Thursday, August 9, 2007

Hebron Watch -- Beginning of the Redemption?

Worth quoting in full...

Last update - 09:34 09/08/2007 Evacuation orders issued to settlers in four Hebron stores

By Nadav Shragai, Haaretz Correspondent

The Civil Administration has issued evacuation orders for four more Hebron stores where settlers squatted two years ago. The stores are located in the "triangle market," not far from the wholesale market from where two Jewish families were evacuated by Israel Defense Forces on Tuesday.

The evacuation order, which was issued following a petition by Peace Now, will not take place immediately as the settlers have appealed to the Judea and Samaria Appeals Committee, and their case will be heard in two weeks.

The stores in question are on Jewish-owned land that was inhabited by Jews until 1929, when Arabs massacred many members of the local community and the survivors fled.

But the settlers argue that aside from being on Jewish-owned land, the stores are an integral part of the Jewish Avraham Avinu neighborhood: They share common walls with the houses on the edge of the neighborhood, and the neighborhood's access road passes between them.

Between 1948 and 1967, when Jordan controlled Hebron, the stores were managed by the kingdom's custodian of enemy property. After Israel captured the territories in 1967, it upheld the leases that Palestinian shopkeepers had signed with the Jordanian body and gave them the status of protected tenants.

In 1994, following both Baruch Goldstein's massacre of Muslim worshipers at the Cave of the Patriarchs and a stabbing in the area, the IDF closed both the wholesale and triangle markets and forbade Palestinian merchants to enter. Some time later, after the squatters moved in, two of the merchants who had rented the stores asked Peace Now to approach the Civil Administration for an eviction order on their behalf.

The Civil Administration granted the order, ruling that the army's closure of the market did not cancel the tenants' rights to the stores, and that the Jewish squatters had no rights to the property. "This was a deliberate, planned and illegal act that challenged the rule of law in the city of Hebron," it wrote in its submission to the appeals committee.

Orit Struk, one of the leaders of Hebron's Jewish community, said the army prepared a defensive plan for the Hebron settlers "whose goal was to reduce to a minimum the number of [closed] Palestinian stores in the vicinity of the Jewish community," and this plan was approved by the military prosecution, the state prosecution and "every professional and political echelon."

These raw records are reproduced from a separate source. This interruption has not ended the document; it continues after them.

//! Search engine: pattern compilation, match extraction, and navigation
//!
//! Layered leaf-first: [`pattern`] compiles a term into a [`Matcher`],
//! [`line`] extracts spans from one line, [`index`] scans a whole document,
//! and [`session`] owns the resulting match set and its cursor.

pub mod index;
pub mod line;
pub mod pattern;
pub mod session;

pub use index::{scan, DocumentMatches, DEFAULT_PREVIEW_MAX_LEN};
pub use line::{find_in_line, MatchSpan};
pub use pattern::{Matcher, SearchOptions};
pub use session::{MatchLocation, SearchSession};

Hagit Ofran of Peace Now retorted that the squatters were following the settlers' well-known recipe for "taking over properties in Hebron. The authorities see everything and know what has been done, but choose to ignore it and do nothing until a complaint is filed. Only when we threatened to go to the High Court of Justice did the system begin to move, and I hope that in the end, the squatters will be evacuated, as happened in the wholesale market."